Required action:
Give back every record precisely.

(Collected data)

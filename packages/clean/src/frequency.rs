//! Long-tail collapsing for high-cardinality categoricals.
//!
//! Runs in two passes. [`FrequencyTable::from_values`] counts every value of
//! the cleaned column, then [`collapse_long_tail`] rewrites each cell using
//! the finished table. No per-row step sees dataset-wide state other than
//! through the table.

use std::collections::BTreeMap;

use traffic_violations_record_models::Value;

/// Occurrence count of every distinct non-missing value in one column.
#[derive(Debug, Clone, Default, PartialEq, Eq)]
pub struct FrequencyTable {
    counts: BTreeMap<String, usize>,
}

impl FrequencyTable {
    /// Counts the values of a column. Missing cells are not counted.
    #[must_use]
    pub fn from_values(values: &[Value]) -> Self {
        let mut counts = BTreeMap::new();
        for text in values.iter().filter_map(Value::to_text) {
            *counts.entry(text).or_insert(0) += 1;
        }
        Self { counts }
    }

    /// Occurrences of `value`, zero if never seen.
    #[must_use]
    pub fn count(&self, value: &str) -> usize {
        self.counts.get(value).copied().unwrap_or(0)
    }

    /// Number of distinct values.
    #[must_use]
    pub fn len(&self) -> usize {
        self.counts.len()
    }

    /// Returns `true` if no values were counted.
    #[must_use]
    pub fn is_empty(&self) -> bool {
        self.counts.is_empty()
    }

    /// `true` if `value` occurs strictly more than `min_count` times.
    #[must_use]
    pub fn is_popular(&self, value: &str, min_count: usize) -> bool {
        self.count(value) > min_count
    }
}

/// Replaces every cell that is not popular (including missing cells) with
/// `fallback`. Returns how many cells were rewritten.
pub fn collapse_long_tail(
    values: &mut [Value],
    table: &FrequencyTable,
    min_count: usize,
    fallback: &Value,
) -> usize {
    let mut collapsed = 0;
    for value in values {
        let keep = value
            .to_text()
            .is_some_and(|text| table.is_popular(&text, min_count));
        if !keep && value != fallback {
            *value = fallback.clone();
            collapsed += 1;
        }
    }
    collapsed
}

#[cfg(test)]
mod tests {
    use super::*;

    fn column(counts: &[(&str, usize)]) -> Vec<Value> {
        counts
            .iter()
            .flat_map(|(v, n)| std::iter::repeat_n(Value::text(*v), *n))
            .collect()
    }

    #[test]
    fn counts_distinct_values() {
        let mut values = column(&[("TOYOTA", 3), ("FORD", 1)]);
        values.push(Value::Missing);
        let table = FrequencyTable::from_values(&values);
        assert_eq!(table.len(), 2);
        assert_eq!(table.count("TOYOTA"), 3);
        assert_eq!(table.count("HONDA"), 0);
    }

    #[test]
    fn threshold_is_strictly_greater_than() {
        let mut values = column(&[("TOYOTA", 201), ("FORD", 200)]);
        let table = FrequencyTable::from_values(&values);
        let collapsed = collapse_long_tail(&mut values, &table, 200, &Value::text("OTHER"));

        assert_eq!(collapsed, 200);
        assert_eq!(values[0], Value::text("TOYOTA"));
        assert_eq!(values[201], Value::text("OTHER"));
    }

    #[test]
    fn missing_collapses_to_fallback() {
        let mut values = column(&[("CIVIC", 3)]);
        values.push(Value::Missing);
        let table = FrequencyTable::from_values(&values);

        collapse_long_tail(&mut values, &table, 2, &Value::text("OTHER"));
        assert_eq!(values[3], Value::text("OTHER"));
    }

    #[test]
    fn missing_fallback_leaves_missing_untouched() {
        let mut values = vec![Value::Missing, Value::text("RARE")];
        let table = FrequencyTable::from_values(&values);
        let collapsed = collapse_long_tail(&mut values, &table, 0, &Value::Missing);
        assert_eq!(collapsed, 0);
        assert_eq!(values, vec![Value::Missing, Value::text("RARE")]);
    }
}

Solved exercise:
filename packages/clean/src/frequency.rs
//! Long-tail collapsing for high-cardinality categoricals.
//!
//! Runs in two passes. [`FrequencyTable::from_values`] counts every value of
//! the cleaned column, then [`collapse_long_tail`] rewrites each cell using
//! the finished table. No per-row step sees dataset-wide state other than
//! through the table.

use std::collections::BTreeMap;

use traffic_violations_record_models::Value;

/// Occurrence count of every distinct non-missing value in one column.
#[derive(Debug, Clone, Default, PartialEq, Eq)]
pub struct FrequencyTable {
    counts: BTreeMap<String, usize>,
}

impl FrequencyTable {
    /// Counts the values of a column. Missing cells are not counted.
    #[must_use]
    pub fn from_values(values: &[Value]) -> Self {
        let mut counts = BTreeMap::new();
        for text in values.iter().filter_map(Value::to_text) {
            *counts.entry(text).or_insert(0) += 1;
        }
        Self { counts }
    }

    /// Occurrences of `value`, zero if never seen.
    #[must_use]
    pub fn count(&self, value: &str) -> usize {
        self.counts.get(value).copied().unwrap_or(0)
    }

    /// Number of distinct values.
    #[must_use]
    pub fn len(&self) -> usize {
        self.counts.len()
    }

    /// Returns `true` if no values were counted.
    #[must_use]
    pub fn is_empty(&self) -> bool {
        self.counts.is_empty()
    }

    /// `true` if `value` occurs strictly more than `min_count` times.
    #[must_use]
    pub fn is_popular(&self, value: &str, min_count: usize) -> bool {
        self.count(value) > min_count
    }
}

/// Replaces every cell that is not popular (including missing cells) with
/// `fallback`. Returns how many cells were rewritten.
pub fn collapse_long_tail(
    values: &mut [Value],
    table: &FrequencyTable,
    min_count: usize,
    fallback: &Value,
) -> usize {
    let mut collapsed = 0;
    for value in values {
        let keep = value
            .to_text()
            .is_some_and(|text| table.is_popular(&text, min_count));
        if !keep && value != fallback {
            *value = fallback.clone();
            collapsed += 1;
        }
    }
    collapsed
}

#[cfg(test)]
mod tests {
    use super::*;

    fn column(counts: &[(&str, usize)]) -> Vec<Value> {
        counts
            .iter()
            .flat_map(|(v, n)| std::iter::repeat_n(Value::text(*v), *n))
            .collect()
    }

    #[test]
    fn counts_distinct_values() {
        let mut values = column(&[("TOYOTA", 3), ("FORD", 1)]);
        values.push(Value::Missing);
        let table = FrequencyTable::from_values(&values);
        assert_eq!(table.len(), 2);
        assert_eq!(table.count("TOYOTA"), 3);
        assert_eq!(table.count("HONDA"), 0);
    }

    #[test]
    fn threshold_is_strictly_greater_than() {
        let mut values = column(&[("TOYOTA", 201), ("FORD", 200)]);
        let table = FrequencyTable::from_values(&values);
        let collapsed = collapse_long_tail(&mut values, &table, 200, &Value::text("OTHER"));

        assert_eq!(collapsed, 200);
        assert_eq!(values[0], Value::text("TOYOTA"));
        assert_eq!(values[201], Value::text("OTHER"));
    }

    #[test]
    fn missing_collapses_to_fallback() {
        let mut values = column(&[("CIVIC", 3)]);
        values.push(Value::Missing);
        let table = FrequencyTable::from_values(&values);

        collapse_long_tail(&mut values, &table, 2, &Value::text("OTHER"));
        assert_eq!(values[3], Value::text("OTHER"));
    }

    #[test]
    fn missing_fallback_leaves_missing_untouched() {
        let mut values = vec![Value::Missing, Value::text("RARE")];
        let table = FrequencyTable::from_values(&values);
        let collapsed = collapse_long_tail(&mut values, &table, 0, &Value::Missing);
        assert_eq!(collapsed, 0);
        assert_eq!(values, vec![Value::Missing, Value::text("RARE")]);
    }
}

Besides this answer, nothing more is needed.